◆ **Exercise goal**
Below are lines of data, and only some are wanted. Please repeat exactly those from the line that has "use remain::sorted;" through the line that has "way we cannot".

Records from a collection
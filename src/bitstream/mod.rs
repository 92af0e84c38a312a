// Copyright 2023 The ChromiumOS Authors
// Use of this source code is governed by a BSD-style license that can be
// found in the LICENSE file.

//! Bitstream-level helpers: bit packing, NAL scanning and SEI encoding.

pub mod bitwriter;
pub mod nal;
pub mod sei;
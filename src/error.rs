// Copyright 2023 The ChromiumOS Authors
// Use of this source code is governed by a BSD-style license that can be
// found in the LICENSE file.

//! Errors that can happen while pumping frames and packets through a device
//! session.

use remain::sorted;
use thiserror::Error as ThisError;

/// An error raised by the pump or one of its components.
///
/// Back-pressure ("try again") and end-of-stream are not errors; they are
/// expressed through the outcome enums of the operations that can produce
/// them.
#[sorted]
#[derive(Debug, ThisError)]
pub enum VideoError {
    /// The device or one of its collaborators failed in a way we cannot
    /// recover from.
    #[error("backend failure: {0:#}")]
    BackendFailure(anyhow::Error),
    /// The operation is not valid in the current session state, e.g. sending
    /// a new frame after the stream was flushed to completion.
    #[error("invalid operation for the current session state")]
    InvalidOperation,
    /// An argument was rejected before reaching the device.
    #[error("invalid parameter")]
    InvalidParameter,
    /// An allocation failed. The operation did not consume its input.
    #[error("out of memory")]
    OutOfMemory,
    /// No free hardware frame slot was available. The device's admission
    /// control should make this impossible; hitting it is an internal
    /// invariant violation, not a condition to retry.
    #[error("hardware frame pool exhausted")]
    PoolExhausted,
    /// The device reported a fault that a session close/reopen cycle can
    /// clear. The in-flight frame must be retried after the reset.
    #[error("recoverable device fault")]
    RecoverableFault,
}

pub type VideoResult<T> = Result<T, VideoError>;

impl From<anyhow::Error> for VideoError {
    fn from(e: anyhow::Error) -> Self {
        VideoError::BackendFailure(e)
    }
}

◆ **Solved exercise**
use remain::sorted;
use thiserror::Error as ThisError;

/// An error raised by the pump or one of its components.
///
/// Back-pressure ("try again") and end-of-stream are not errors; they are
/// expressed through the outcome enums of the operations that can produce
/// them.
#[sorted]
#[derive(Debug, ThisError)]
pub enum VideoError {
    /// The device or one of its collaborators failed in a way we cannot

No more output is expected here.